### WORK TASK
Your whole answer should be the number of lines in the material below that include the word "opts".

### DATA SUPPLIED
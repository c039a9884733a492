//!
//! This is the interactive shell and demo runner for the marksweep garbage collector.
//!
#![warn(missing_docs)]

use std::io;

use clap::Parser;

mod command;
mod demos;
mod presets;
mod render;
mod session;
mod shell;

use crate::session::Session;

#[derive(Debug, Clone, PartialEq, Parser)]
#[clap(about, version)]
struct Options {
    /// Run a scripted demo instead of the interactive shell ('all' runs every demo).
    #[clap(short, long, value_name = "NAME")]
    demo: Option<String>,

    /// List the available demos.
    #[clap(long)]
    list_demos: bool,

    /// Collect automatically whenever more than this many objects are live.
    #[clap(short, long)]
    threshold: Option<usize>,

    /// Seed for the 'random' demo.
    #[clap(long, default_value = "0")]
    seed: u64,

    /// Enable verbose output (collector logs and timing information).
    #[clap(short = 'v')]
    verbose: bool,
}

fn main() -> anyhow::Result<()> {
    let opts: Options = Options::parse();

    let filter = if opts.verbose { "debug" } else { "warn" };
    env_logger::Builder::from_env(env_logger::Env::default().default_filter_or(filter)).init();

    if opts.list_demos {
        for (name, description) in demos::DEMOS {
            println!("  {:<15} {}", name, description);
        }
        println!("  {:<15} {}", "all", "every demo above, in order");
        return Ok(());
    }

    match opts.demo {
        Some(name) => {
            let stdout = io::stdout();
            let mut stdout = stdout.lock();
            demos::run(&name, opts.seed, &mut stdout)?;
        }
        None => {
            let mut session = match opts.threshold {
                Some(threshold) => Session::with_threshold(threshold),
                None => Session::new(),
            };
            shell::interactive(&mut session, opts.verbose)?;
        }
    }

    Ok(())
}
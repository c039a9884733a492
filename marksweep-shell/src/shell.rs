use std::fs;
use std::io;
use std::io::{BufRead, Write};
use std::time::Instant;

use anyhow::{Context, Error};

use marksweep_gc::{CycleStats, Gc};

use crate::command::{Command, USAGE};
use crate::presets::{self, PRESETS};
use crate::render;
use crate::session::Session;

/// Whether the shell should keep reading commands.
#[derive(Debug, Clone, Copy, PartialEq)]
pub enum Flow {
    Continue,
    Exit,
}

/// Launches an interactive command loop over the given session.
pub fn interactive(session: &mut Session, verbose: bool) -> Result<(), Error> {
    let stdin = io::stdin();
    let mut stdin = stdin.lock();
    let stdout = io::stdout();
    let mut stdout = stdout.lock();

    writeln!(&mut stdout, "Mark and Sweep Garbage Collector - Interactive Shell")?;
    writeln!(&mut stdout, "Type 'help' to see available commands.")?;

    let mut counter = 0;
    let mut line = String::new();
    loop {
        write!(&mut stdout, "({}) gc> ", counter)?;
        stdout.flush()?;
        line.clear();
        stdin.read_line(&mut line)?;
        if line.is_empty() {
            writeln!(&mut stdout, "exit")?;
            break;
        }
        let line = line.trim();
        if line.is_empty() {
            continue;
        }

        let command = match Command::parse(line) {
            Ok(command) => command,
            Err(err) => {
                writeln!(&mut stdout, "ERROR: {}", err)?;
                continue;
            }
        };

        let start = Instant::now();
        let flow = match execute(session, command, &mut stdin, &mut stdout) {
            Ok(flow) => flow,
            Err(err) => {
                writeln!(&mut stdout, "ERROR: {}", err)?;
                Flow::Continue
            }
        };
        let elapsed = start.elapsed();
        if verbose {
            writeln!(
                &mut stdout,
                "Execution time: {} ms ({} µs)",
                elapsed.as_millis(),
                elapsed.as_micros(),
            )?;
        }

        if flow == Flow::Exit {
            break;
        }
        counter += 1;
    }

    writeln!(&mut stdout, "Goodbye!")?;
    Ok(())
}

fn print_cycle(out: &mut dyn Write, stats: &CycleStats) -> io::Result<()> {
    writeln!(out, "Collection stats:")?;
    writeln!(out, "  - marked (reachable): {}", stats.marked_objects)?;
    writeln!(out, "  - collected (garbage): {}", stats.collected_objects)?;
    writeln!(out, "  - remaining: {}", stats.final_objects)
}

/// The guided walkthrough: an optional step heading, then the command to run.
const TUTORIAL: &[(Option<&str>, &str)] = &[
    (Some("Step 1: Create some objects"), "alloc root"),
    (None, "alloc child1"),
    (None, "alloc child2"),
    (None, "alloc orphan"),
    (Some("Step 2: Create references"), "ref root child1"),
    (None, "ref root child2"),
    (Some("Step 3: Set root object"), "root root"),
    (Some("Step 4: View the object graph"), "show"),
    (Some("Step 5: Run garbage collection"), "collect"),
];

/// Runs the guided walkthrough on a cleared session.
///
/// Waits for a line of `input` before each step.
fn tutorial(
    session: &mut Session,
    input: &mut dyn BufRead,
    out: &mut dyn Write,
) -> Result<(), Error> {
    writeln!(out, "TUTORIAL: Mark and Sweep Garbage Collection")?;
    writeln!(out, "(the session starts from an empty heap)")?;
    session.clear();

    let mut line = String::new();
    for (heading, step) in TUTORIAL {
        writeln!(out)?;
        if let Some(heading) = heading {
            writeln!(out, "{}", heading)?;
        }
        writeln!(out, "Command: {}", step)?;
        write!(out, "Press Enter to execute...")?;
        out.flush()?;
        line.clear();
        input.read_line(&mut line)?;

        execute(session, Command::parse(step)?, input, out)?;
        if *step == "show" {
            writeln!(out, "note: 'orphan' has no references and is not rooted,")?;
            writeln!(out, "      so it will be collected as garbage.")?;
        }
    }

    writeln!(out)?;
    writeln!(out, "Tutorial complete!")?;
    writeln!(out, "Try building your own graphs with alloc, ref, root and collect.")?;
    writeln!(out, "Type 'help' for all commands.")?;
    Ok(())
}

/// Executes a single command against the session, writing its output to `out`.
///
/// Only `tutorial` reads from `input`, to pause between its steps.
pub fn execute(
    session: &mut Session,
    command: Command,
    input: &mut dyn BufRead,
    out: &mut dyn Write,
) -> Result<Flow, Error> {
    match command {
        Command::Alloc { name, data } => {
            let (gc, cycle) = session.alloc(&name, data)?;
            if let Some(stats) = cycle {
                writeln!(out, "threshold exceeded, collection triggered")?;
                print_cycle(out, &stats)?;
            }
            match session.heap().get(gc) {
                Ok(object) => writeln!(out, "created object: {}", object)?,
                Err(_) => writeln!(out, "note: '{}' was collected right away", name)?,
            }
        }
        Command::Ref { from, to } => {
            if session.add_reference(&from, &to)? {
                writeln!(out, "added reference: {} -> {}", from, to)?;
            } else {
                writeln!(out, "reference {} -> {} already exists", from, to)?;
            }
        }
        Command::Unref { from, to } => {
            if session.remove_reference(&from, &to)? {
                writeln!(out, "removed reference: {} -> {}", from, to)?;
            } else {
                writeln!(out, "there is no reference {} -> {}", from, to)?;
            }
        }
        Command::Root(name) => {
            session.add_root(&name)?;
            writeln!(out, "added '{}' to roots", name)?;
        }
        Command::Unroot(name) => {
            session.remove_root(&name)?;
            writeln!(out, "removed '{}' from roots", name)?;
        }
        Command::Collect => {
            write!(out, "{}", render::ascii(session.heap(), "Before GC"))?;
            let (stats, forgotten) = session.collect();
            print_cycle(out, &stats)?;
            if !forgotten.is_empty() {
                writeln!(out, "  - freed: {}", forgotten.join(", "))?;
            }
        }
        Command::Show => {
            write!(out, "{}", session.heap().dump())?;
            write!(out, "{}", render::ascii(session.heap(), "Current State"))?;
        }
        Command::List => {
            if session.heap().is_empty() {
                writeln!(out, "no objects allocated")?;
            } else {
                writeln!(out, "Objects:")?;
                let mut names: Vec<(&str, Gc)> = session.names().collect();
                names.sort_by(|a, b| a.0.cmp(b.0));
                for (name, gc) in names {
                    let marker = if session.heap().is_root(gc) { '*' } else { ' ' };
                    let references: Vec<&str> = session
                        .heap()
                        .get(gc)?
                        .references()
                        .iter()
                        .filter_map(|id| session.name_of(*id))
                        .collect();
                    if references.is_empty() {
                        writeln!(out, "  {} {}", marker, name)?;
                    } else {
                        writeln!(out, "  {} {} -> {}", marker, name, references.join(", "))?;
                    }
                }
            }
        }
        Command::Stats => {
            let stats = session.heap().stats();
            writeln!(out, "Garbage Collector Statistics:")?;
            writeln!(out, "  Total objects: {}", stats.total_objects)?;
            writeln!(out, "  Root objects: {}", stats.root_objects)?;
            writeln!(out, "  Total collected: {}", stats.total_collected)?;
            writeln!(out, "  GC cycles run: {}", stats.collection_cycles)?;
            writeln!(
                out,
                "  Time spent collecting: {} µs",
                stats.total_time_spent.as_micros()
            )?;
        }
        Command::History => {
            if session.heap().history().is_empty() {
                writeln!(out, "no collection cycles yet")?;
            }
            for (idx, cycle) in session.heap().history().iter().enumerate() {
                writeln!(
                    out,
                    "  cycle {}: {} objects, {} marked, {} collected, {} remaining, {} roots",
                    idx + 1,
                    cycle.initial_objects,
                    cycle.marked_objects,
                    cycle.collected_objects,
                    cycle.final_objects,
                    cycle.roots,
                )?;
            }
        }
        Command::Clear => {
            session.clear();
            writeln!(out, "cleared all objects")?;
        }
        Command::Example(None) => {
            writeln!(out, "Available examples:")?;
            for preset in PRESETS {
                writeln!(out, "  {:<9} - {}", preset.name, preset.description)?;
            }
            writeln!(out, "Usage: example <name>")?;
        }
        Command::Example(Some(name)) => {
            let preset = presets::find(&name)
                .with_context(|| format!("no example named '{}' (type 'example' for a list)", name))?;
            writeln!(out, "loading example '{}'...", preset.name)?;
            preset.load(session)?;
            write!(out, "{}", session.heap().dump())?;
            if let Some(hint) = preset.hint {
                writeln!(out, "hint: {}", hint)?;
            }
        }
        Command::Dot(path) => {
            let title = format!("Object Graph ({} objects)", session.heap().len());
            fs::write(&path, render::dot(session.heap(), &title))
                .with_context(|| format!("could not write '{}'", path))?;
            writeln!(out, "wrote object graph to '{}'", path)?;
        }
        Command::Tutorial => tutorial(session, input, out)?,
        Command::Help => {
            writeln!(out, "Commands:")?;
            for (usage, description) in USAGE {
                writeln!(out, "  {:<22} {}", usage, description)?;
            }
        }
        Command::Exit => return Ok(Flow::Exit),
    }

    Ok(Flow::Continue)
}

### EXERCISE SOLUTION
7